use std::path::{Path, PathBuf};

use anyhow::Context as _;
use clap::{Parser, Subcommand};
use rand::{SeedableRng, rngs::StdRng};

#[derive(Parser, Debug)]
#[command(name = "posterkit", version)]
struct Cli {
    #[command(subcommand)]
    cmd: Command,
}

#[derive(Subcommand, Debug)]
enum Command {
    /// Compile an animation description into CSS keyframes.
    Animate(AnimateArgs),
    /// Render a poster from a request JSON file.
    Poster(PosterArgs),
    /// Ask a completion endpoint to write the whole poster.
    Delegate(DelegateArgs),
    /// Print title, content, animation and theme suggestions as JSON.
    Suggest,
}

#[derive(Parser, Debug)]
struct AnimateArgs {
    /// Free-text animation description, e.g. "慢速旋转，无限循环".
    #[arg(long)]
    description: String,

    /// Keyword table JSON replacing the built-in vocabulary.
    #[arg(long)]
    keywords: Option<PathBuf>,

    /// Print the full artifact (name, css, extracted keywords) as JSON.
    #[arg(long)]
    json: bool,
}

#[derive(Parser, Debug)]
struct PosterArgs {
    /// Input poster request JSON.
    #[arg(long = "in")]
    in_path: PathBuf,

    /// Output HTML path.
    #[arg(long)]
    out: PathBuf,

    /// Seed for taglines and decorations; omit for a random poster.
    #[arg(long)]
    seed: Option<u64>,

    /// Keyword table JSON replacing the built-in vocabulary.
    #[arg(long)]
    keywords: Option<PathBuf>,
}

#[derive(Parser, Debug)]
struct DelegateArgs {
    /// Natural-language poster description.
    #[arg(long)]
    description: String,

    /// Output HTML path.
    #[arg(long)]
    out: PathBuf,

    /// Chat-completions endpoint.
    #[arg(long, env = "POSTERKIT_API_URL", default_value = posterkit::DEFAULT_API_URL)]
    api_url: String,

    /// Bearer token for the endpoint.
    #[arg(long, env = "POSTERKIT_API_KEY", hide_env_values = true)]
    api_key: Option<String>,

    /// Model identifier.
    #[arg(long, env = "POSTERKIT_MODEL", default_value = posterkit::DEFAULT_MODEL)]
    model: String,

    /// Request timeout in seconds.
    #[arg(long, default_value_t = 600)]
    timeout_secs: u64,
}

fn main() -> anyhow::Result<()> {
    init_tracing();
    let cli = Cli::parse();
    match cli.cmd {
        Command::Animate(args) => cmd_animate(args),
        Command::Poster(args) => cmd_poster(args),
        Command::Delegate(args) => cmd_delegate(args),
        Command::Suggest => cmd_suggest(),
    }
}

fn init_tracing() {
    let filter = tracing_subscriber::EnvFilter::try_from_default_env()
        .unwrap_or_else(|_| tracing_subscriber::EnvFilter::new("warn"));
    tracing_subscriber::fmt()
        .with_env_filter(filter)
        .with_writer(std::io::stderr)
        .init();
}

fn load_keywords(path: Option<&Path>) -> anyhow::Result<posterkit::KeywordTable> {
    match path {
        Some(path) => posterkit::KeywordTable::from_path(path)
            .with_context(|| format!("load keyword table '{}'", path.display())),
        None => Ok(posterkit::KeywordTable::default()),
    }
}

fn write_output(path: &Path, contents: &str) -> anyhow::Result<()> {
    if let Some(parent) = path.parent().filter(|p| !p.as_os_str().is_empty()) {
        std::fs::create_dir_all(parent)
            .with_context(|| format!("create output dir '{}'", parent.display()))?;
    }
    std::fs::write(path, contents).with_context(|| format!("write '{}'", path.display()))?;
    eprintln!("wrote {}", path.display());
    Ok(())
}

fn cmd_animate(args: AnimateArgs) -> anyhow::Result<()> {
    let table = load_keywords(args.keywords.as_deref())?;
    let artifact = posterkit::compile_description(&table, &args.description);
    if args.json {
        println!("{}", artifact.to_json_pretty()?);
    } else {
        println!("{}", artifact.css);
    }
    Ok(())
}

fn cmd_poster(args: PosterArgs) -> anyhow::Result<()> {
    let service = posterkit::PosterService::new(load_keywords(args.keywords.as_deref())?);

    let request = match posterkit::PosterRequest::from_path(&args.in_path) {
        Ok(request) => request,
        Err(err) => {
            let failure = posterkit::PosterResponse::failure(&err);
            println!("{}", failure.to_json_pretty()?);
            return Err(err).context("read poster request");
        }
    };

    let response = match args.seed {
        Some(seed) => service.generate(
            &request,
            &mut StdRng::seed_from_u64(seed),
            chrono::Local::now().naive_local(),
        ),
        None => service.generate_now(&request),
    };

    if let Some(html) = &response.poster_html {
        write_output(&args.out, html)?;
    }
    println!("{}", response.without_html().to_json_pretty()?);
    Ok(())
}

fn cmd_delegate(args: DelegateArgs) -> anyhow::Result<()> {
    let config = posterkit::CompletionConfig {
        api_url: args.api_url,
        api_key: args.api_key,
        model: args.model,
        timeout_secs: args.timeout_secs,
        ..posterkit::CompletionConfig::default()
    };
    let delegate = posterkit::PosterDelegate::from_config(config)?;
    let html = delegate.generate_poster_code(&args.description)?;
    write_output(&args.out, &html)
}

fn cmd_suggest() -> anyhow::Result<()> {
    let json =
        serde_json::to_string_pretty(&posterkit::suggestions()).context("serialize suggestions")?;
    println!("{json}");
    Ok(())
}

########

_What you should do_
An answer is complete only when it holds every line above containing the string "Result".

_Answer for the task_
fn main() -> anyhow::Result<()> {
fn load_keywords(path: Option<&Path>) -> anyhow::Result<posterkit::KeywordTable> {
fn write_output(path: &Path, contents: &str) -> anyhow::Result<()> {
fn cmd_animate(args: AnimateArgs) -> anyhow::Result<()> {
fn cmd_poster(args: PosterArgs) -> anyhow::Result<()> {
fn cmd_delegate(args: DelegateArgs) -> anyhow::Result<()> {
fn cmd_suggest() -> anyhow::Result<()> {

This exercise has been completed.